- GIVEN ENTRIES -
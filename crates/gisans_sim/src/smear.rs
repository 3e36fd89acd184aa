//! Detector-space resolution smearing.
//!
//! Fast resolution trades the weighted sub-simulations of a binned
//! distribution for a single simulation smeared in detector space. Angular
//! distributions map to one-dimensional pixel kernels convolved along the
//! matching detector axis; a wavelength distribution rescales the image
//! radially around the direct-beam position.

use gisans_instrument::{Distribution1D, RectangularDetector};

use crate::map::IntensityMap;

/// Detector axis a kernel is applied along.
#[derive(Debug, Clone, Copy, PartialEq, Eq)]
pub enum Axis {
    /// Along pixel rows.
    Horizontal,
    /// Along pixel columns.
    Vertical,
}

/// A one-dimensional convolution kernel over pixel offsets.
///
/// Tap `i` applies to pixel offset `i - center`; weights sum to one.
#[derive(Debug, Clone, PartialEq)]
pub struct Kernel1D {
    weights: Vec<f64>,
    center: usize,
}

impl Kernel1D {
    fn identity() -> Self {
        Self {
            weights: vec![1.0],
            center: 0,
        }
    }

    /// The kernel taps.
    #[must_use]
    pub fn weights(&self) -> &[f64] {
        &self.weights
    }

    /// Index of the zero-offset tap.
    #[must_use]
    pub fn center(&self) -> usize {
        self.center
    }
}

/// Build the pixel kernel for an angular distribution around `center_angle`.
///
/// The angle subtended by pixel offset `k` is `atan2(k * pitch, distance)`;
/// each tap is weighted by the distribution density at that angle. A
/// distribution narrower than one pixel collapses to the identity kernel.
#[must_use]
pub fn angular_kernel(
    detector: &RectangularDetector,
    distribution: &Distribution1D,
    center_angle: f64,
    axis: Axis,
) -> Kernel1D {
    let pitch = match axis {
        Axis::Horizontal => detector.pixel_width(),
        Axis::Vertical => detector.pixel_height(),
    };
    let distance = detector.distance();
    if pitch <= 0.0 || distance <= 0.0 {
        return Kernel1D::identity();
    }

    let (lo, hi) = distribution.support();
    let offset_px = |angle: f64| distance * (angle - center_angle).tan() / pitch;
    let k_min = (offset_px(lo).floor() as i64).min(0);
    let k_max = (offset_px(hi).ceil() as i64).max(0);

    let mut weights = Vec::with_capacity((k_max - k_min + 1) as usize);
    for k in k_min..=k_max {
        let angle = center_angle + (k as f64 * pitch).atan2(distance);
        weights.push(distribution.density(angle));
    }
    let total: f64 = weights.iter().sum();
    if total <= 0.0 {
        return Kernel1D::identity();
    }
    for w in &mut weights {
        *w /= total;
    }
    Kernel1D {
        weights,
        center: (-k_min) as usize,
    }
}

/// Convolve a map with a pixel kernel along one axis.
///
/// At the detector edges the kernel is renormalized over its in-bounds taps,
/// so a uniform field stays uniform.
#[must_use]
pub fn convolve(map: &IntensityMap, kernel: &Kernel1D, axis: Axis) -> IntensityMap {
    if kernel.weights.len() == 1 {
        return map.clone();
    }
    let (n_x, n_y) = (map.n_x(), map.n_y());
    let mut out = IntensityMap::new(n_x, n_y);
    for y in 0..n_y {
        for x in 0..n_x {
            let mut value = 0.0;
            let mut in_bounds = 0.0;
            for (i, w) in kernel.weights.iter().enumerate() {
                let offset = i as i64 - kernel.center as i64;
                let (sx, sy) = match axis {
                    Axis::Horizontal => (x as i64 + offset, y as i64),
                    Axis::Vertical => (x as i64, y as i64 + offset),
                };
                if sx < 0 || sy < 0 || sx >= n_x as i64 || sy >= n_y as i64 {
                    continue;
                }
                value += w * map.get(sx as u32, sy as u32);
                in_bounds += w;
            }
            if in_bounds > 0.0 {
                out.set(x, y, value / in_bounds);
            }
        }
    }
    out
}

/// Number of wavelength samples blended in [`wavelength_rescale`].
const WAVELENGTH_SAMPLES: u32 = 11;

/// Smear a map for a wavelength distribution around `wavelength`.
///
/// For small scattering angles the detector position of a feature scales
/// linearly with wavelength, so each sampled wavelength contributes the
/// image rescaled by `sample / wavelength` around the direct-beam pixel.
/// The blend is renormalized to conserve the total intensity.
#[must_use]
pub fn wavelength_rescale(
    map: &IntensityMap,
    detector: &RectangularDetector,
    distribution: &Distribution1D,
    wavelength: f64,
) -> IntensityMap {
    if wavelength <= 0.0 {
        return map.clone();
    }
    let samples = distribution.sample(WAVELENGTH_SAMPLES);
    if samples.is_empty() {
        return map.clone();
    }

    // Direct-beam position in pixel coordinates.
    let cx = detector.u0 / detector.pixel_width() - 0.5;
    let cy = detector.v0 / detector.pixel_height() - 0.5;

    let mut out = IntensityMap::new(map.n_x(), map.n_y());
    for sample in &samples {
        let scale = sample.value / wavelength;
        if scale <= 0.0 {
            continue;
        }
        for y in 0..map.n_y() {
            for x in 0..map.n_x() {
                let sx = (f64::from(x) - cx) / scale + cx;
                let sy = (f64::from(y) - cy) / scale + cy;
                let value = bilinear(map, sx, sy);
                if value != 0.0 {
                    out.set(x, y, out.get(x, y) + sample.weight * value);
                }
            }
        }
    }

    let total_out = out.total();
    if total_out > 0.0 {
        let factor = map.total() / total_out;
        for y in 0..map.n_y() {
            for x in 0..map.n_x() {
                out.set(x, y, out.get(x, y) * factor);
            }
        }
    }
    out
}

fn bilinear(map: &IntensityMap, x: f64, y: f64) -> f64 {
    let x0 = x.floor();
    let y0 = y.floor();
    let fx = x - x0;
    let fy = y - y0;
    let mut value = 0.0;
    for (dx, wx) in [(0.0, 1.0 - fx), (1.0, fx)] {
        for (dy, wy) in [(0.0, 1.0 - fy), (1.0, fy)] {
            let w = wx * wy;
            if w > 0.0 {
                value += w * pixel_or_zero(map, x0 + dx, y0 + dy);
            }
        }
    }
    value
}

fn pixel_or_zero(map: &IntensityMap, x: f64, y: f64) -> f64 {
    if x < 0.0 || y < 0.0 {
        return 0.0;
    }
    let (x, y) = (x as u32, y as u32);
    if x >= map.n_x() || y >= map.n_y() {
        return 0.0;
    }
    map.get(x, y)
}
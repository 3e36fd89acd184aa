//! Rectangular detector geometry.

use glam::DVec3;
use serde::{Deserialize, Serialize};

/// A flat rectangular pixel detector.
///
/// Sizes and positions are in internal units (nm); `u0`/`v0` give the point
/// where the direct beam hits the detector, in detector-local coordinates
/// measured from the lower-left corner.
#[derive(Debug, Clone, Copy, PartialEq, Serialize, Deserialize)]
pub struct RectangularDetector {
    /// Number of pixels along the horizontal axis.
    pub n_x: u32,
    /// Width of the sensitive area.
    pub width: f64,
    /// Number of pixels along the vertical axis.
    pub n_y: u32,
    /// Height of the sensitive area.
    pub height: f64,
    /// Position of the detector center relative to the sample.
    pub position: DVec3,
    /// Direct-beam coordinate along the horizontal axis.
    pub u0: f64,
    /// Direct-beam coordinate along the vertical axis.
    pub v0: f64,
}

impl RectangularDetector {
    /// Create a detector at the origin; position it with
    /// [`positioned`](Self::positioned).
    #[must_use]
    pub fn new(n_x: u32, width: f64, n_y: u32, height: f64) -> Self {
        Self {
            n_x,
            width,
            n_y,
            height,
            position: DVec3::ZERO,
            u0: width / 2.0,
            v0: height / 2.0,
        }
    }

    /// Place the detector center at `position` with the direct beam hitting
    /// detector-local `(u0, v0)`.
    #[must_use]
    pub fn positioned(mut self, position: DVec3, u0: f64, v0: f64) -> Self {
        self.position = position;
        self.u0 = u0;
        self.v0 = v0;
        self
    }

    /// Place the detector perpendicular to the direct beam at the given
    /// distance. The beam travels downhill at `alpha_i` after the sample, so
    /// the detector center sits below the horizon.
    #[must_use]
    pub fn perpendicular_to_beam(self, distance: f64, alpha_i: f64, u0: f64, v0: f64) -> Self {
        let position = distance * DVec3::new((-alpha_i).cos(), 0.0, (-alpha_i).sin());
        self.positioned(position, u0, v0)
    }

    /// Sample-to-detector distance.
    #[must_use]
    pub fn distance(&self) -> f64 {
        self.position.length()
    }

    /// Width of one pixel.
    #[must_use]
    pub fn pixel_width(&self) -> f64 {
        self.width / f64::from(self.n_x)
    }

    /// Height of one pixel.
    #[must_use]
    pub fn pixel_height(&self) -> f64 {
        self.height / f64::from(self.n_y)
    }
}
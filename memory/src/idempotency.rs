use async_trait::async_trait;
use chrono::{DateTime, Utc};
use service_spine_core::repository::{IdempotencyRecord, IdempotencyStore, RepositoryError};
use std::collections::HashMap;
use std::sync::Arc;
use tokio::sync::Mutex;

/// Idempotency records keyed by client key.
///
/// `reserve` and `complete` run under the same lock, so a reader sees either
/// the empty reservation or the final body, never anything in between.
#[derive(Debug, Clone, Default)]
pub struct InMemoryIdempotencyStore {
    records: Arc<Mutex<HashMap<String, IdempotencyRecord>>>,
}

impl InMemoryIdempotencyStore {
    /// Create an empty store.
    #[must_use]
    pub fn new() -> Self {
        Self::default()
    }
}

#[async_trait]
impl IdempotencyStore for InMemoryIdempotencyStore {
    async fn get(&self, key: &str, now: DateTime<Utc>) -> Result<Option<IdempotencyRecord>, RepositoryError> {
        let mut records = self.records.lock().await;
        match records.get(key) {
            Some(record) if record.is_expired(now) => {
                records.remove(key);
                Ok(None)
            }
            found => Ok(found.cloned()),
        }
    }

    async fn reserve(
        &self,
        key: &str,
        request_hash: &str,
        now: DateTime<Utc>,
        expires_at: DateTime<Utc>,
    ) -> Result<IdempotencyRecord, RepositoryError> {
        let mut records = self.records.lock().await;
        if let Some(existing) = records.get(key) {
            if !existing.is_expired(now) {
                return Ok(existing.clone());
            }
        }
        let record = IdempotencyRecord::reserved(key, request_hash, expires_at);
        records.insert(key.to_string(), record.clone());
        Ok(record)
    }

    async fn complete(
        &self,
        key: &str,
        response_code: u16,
        response_body: Vec<u8>,
        at: DateTime<Utc>,
    ) -> Result<(), RepositoryError> {
        let mut records = self.records.lock().await;
        let record = records
            .get_mut(key)
            .ok_or_else(|| RepositoryError::NotFound(format!("idempotency key {key}")))?;
        if !record.is_completed() {
            record.response_code = response_code;
            record.response_body = response_body;
            record.completed_at = Some(at);
        }
        Ok(())
    }
}
//! # Service Spine Memory
//!
//! In-memory implementations of the repository traits in
//! `service_spine_core::repository`.
//!
//! Each store guards its map or log with a single `tokio::sync::Mutex`. Lock
//! scope is the smallest region that keeps the store's invariants; values are
//! cloned under the lock and everything else happens outside it. No store
//! calls another while holding its lock.
//!
//! Data is lost on restart. Replacement backends must keep the same
//! operation contracts.
//!
//! # Example
//!
//! ```
//! use chrono::Duration;
//! use service_spine_core::repository::{CacheEntry, CacheStore};
//! use service_spine_core::{DateTime, Utc};
//! use service_spine_memory::InMemoryCache;
//!
//! # async fn demo() -> Result<(), service_spine_core::RepositoryError> {
//! let cache = InMemoryCache::new();
//! let now = DateTime::<Utc>::UNIX_EPOCH;
//! cache
//!     .put(CacheEntry {
//!         key: "k".into(),
//!         value: b"v".to_vec(),
//!         stored_at: now,
//!         expires_at: now + Duration::seconds(60),
//!     })
//!     .await?;
//! assert!(cache.get("k", now).await?.is_some());
//! assert!(cache.get("k", now + Duration::seconds(61)).await?.is_none());
//! # Ok(())
//! # }
//! ```

mod cache;
mod dedup;
mod delivery;
mod idempotency;
mod outbox;
mod records;

pub use cache::InMemoryCache;
pub use dedup::InMemoryEventDedup;
pub use delivery::InMemoryDeliveryLog;
pub use idempotency::InMemoryIdempotencyStore;
pub use outbox::InMemoryOutbox;
pub use records::InMemoryRecordStore;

- WHAT YOU ARE ASKED TO DO -
Restate word for word the lines above, beginning at the first one and ending at the line that carries "the direct-beam position.".

- YOUR SOLUTION -
filename crates/gisans_sim/src/smear.rs
repository 3e36fd89acd184aa
//! Detector-space resolution smearing.
//!
//! Fast resolution trades the weighted sub-simulations of a binned
//! distribution for a single simulation smeared in detector space. Angular
//! distributions map to one-dimensional pixel kernels convolved along the
//! matching detector axis; a wavelength distribution rescales the image
//! radially around the direct-beam position.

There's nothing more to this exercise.